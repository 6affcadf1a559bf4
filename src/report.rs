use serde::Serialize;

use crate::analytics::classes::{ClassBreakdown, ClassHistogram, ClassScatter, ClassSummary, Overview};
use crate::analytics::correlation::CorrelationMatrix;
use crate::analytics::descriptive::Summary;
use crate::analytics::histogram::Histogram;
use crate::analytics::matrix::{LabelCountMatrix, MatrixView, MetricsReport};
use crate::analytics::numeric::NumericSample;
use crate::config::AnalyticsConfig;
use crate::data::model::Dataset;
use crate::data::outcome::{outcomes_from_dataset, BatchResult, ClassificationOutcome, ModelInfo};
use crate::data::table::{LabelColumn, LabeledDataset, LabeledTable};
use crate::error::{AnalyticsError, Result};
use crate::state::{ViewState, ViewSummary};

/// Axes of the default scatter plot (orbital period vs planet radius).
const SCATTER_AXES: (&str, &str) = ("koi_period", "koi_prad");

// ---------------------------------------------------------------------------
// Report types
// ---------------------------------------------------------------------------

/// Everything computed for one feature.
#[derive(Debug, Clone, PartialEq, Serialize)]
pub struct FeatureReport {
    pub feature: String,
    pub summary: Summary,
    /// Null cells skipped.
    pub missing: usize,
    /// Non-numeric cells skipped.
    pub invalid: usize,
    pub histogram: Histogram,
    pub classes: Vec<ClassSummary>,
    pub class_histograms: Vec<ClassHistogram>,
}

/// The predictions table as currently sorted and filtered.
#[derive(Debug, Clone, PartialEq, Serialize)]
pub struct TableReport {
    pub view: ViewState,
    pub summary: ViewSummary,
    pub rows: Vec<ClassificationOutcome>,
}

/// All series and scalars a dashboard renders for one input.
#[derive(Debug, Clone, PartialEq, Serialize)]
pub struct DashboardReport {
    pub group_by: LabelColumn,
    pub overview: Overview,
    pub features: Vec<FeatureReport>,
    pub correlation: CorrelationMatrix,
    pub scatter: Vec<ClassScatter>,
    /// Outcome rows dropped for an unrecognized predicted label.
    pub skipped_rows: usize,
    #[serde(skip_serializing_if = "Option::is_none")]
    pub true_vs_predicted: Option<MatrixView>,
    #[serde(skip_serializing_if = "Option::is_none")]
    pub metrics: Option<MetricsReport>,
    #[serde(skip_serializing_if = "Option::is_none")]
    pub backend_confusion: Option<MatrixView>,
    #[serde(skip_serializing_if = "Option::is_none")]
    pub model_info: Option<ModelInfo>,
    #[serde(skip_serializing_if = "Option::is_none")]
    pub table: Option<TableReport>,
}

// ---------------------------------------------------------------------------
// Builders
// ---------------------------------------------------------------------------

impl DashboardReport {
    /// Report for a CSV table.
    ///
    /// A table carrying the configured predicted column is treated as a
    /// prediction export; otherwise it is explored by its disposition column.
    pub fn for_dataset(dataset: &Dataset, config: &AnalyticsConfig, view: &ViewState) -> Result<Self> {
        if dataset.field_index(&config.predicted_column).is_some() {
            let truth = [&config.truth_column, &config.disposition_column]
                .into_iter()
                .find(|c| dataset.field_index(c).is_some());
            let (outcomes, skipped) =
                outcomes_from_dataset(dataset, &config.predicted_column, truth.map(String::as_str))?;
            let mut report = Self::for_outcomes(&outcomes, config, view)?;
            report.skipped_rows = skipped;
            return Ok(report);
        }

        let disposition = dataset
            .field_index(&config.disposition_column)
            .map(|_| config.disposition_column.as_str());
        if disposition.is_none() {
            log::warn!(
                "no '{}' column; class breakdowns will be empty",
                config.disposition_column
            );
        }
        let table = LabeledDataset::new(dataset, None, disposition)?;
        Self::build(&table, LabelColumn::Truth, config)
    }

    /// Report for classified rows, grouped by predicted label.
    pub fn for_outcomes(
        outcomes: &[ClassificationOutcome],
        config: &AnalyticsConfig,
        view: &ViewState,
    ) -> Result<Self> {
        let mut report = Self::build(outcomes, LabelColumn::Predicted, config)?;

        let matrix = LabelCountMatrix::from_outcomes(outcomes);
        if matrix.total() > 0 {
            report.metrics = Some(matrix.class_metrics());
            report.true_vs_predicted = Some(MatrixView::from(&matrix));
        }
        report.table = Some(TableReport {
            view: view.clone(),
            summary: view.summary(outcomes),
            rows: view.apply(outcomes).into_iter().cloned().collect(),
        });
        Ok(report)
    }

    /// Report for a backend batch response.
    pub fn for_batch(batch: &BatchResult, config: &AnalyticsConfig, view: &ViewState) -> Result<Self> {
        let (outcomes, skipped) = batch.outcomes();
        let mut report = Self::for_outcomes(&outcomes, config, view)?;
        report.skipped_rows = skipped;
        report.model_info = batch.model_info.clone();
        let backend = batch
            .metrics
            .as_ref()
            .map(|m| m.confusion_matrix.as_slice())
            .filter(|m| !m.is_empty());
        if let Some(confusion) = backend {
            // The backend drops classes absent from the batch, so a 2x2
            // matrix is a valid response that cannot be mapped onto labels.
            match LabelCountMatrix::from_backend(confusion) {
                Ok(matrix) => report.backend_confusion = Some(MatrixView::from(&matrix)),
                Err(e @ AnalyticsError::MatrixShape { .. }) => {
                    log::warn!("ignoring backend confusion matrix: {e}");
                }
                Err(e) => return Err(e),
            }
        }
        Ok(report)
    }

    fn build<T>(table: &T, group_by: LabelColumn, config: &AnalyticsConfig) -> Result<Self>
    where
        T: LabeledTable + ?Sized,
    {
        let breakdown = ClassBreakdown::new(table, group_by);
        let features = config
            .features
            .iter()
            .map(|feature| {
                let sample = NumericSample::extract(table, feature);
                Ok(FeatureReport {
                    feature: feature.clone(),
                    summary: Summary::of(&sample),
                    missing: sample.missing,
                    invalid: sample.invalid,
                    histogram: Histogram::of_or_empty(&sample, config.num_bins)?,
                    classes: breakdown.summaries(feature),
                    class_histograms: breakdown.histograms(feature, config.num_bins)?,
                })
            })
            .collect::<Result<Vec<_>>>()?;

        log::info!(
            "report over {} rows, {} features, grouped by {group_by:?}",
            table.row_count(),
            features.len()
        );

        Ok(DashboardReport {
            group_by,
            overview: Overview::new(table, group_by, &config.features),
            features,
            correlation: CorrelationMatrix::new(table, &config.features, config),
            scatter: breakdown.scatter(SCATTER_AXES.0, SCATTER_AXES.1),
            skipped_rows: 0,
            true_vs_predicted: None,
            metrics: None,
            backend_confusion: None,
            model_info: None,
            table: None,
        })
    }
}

• • • •

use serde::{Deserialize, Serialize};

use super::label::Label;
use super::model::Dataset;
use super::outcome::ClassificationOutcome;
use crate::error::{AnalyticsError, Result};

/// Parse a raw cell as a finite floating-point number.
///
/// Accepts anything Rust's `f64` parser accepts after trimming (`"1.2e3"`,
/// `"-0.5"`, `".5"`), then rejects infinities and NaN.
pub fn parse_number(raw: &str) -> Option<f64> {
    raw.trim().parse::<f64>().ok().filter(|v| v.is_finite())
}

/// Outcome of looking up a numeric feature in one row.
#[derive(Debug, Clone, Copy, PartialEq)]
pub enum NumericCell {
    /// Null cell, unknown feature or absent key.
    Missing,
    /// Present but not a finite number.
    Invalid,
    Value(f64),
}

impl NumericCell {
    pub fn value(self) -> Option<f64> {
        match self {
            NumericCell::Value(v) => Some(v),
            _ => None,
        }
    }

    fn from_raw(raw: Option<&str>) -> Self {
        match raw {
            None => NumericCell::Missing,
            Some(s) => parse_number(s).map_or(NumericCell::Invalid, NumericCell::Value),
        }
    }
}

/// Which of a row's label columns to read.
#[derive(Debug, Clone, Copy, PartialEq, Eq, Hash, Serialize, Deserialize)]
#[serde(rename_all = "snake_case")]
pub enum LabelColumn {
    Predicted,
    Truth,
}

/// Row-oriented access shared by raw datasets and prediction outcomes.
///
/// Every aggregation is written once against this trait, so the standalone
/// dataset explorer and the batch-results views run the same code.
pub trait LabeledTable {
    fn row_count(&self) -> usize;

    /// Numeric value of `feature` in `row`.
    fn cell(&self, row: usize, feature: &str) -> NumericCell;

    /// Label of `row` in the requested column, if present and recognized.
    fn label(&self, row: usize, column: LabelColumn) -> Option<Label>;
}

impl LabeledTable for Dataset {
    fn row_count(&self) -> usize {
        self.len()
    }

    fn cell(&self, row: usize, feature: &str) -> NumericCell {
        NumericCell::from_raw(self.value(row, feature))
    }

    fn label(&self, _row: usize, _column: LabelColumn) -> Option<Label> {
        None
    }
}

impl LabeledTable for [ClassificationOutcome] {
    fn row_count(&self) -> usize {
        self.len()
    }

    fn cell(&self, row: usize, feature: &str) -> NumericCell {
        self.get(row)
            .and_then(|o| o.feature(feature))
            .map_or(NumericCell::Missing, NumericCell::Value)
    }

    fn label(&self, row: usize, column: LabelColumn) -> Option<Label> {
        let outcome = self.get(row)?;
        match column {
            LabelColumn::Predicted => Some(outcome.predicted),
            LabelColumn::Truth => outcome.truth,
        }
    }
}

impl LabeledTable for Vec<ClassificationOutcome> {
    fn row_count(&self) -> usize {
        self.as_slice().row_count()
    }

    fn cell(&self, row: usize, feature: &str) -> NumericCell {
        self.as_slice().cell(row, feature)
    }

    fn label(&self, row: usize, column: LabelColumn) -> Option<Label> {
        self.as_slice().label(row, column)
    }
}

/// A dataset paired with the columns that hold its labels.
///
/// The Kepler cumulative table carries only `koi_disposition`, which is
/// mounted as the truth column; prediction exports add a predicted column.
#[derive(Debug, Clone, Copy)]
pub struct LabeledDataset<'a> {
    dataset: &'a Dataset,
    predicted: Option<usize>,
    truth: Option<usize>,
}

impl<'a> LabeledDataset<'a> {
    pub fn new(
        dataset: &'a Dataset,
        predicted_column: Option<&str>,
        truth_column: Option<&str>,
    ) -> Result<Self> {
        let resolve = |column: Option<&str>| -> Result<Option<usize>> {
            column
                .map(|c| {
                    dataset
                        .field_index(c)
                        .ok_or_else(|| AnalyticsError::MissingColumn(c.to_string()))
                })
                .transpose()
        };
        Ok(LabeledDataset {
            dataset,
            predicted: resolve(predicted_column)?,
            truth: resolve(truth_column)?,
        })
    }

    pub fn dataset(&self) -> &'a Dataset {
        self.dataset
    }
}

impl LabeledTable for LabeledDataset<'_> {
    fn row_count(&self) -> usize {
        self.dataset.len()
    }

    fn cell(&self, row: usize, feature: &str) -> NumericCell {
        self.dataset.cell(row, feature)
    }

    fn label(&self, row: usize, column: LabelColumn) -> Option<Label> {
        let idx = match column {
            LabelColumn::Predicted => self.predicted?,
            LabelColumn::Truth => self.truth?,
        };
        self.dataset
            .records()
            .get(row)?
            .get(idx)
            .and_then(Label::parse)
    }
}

• • • •

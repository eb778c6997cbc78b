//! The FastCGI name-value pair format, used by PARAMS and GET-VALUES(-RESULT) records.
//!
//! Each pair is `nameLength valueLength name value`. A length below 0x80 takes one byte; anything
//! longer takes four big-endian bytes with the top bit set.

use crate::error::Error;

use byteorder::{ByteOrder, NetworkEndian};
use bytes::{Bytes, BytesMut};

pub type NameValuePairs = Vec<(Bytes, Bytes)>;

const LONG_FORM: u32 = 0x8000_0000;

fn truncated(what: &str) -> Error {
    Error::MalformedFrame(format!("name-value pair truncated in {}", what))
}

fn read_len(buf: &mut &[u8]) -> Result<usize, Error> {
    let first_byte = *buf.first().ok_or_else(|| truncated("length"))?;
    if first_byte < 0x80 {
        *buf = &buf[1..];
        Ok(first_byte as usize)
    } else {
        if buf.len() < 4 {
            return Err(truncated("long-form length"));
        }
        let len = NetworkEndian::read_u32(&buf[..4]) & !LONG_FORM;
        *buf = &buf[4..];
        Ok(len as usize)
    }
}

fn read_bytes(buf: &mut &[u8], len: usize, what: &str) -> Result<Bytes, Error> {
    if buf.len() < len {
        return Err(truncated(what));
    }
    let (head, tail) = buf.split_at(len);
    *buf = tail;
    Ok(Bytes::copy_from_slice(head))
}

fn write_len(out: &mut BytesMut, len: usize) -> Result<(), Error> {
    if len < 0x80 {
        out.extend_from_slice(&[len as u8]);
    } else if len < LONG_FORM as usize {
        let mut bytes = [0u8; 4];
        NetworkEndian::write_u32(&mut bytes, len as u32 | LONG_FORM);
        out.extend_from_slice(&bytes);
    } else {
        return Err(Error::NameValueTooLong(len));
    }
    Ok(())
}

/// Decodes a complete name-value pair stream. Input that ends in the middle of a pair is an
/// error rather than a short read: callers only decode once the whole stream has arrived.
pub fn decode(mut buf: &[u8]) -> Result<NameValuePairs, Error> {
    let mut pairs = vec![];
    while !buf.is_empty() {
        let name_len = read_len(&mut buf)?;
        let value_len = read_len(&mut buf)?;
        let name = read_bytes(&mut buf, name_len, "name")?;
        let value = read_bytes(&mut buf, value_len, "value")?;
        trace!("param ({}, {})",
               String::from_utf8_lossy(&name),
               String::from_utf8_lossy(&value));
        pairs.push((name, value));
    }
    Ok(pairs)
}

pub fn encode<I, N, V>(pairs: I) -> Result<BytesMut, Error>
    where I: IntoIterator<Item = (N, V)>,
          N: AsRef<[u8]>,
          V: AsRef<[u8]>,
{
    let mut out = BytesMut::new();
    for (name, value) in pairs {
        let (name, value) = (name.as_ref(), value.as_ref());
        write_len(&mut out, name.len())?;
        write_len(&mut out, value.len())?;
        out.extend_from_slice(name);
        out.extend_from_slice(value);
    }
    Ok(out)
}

• • • •

Scan the data above for the word "warn", then copy every line that holds it.

- WRITTEN SOLUTION -
            log::warn!(
                    log::warn!("ignoring backend confusion matrix: {e}");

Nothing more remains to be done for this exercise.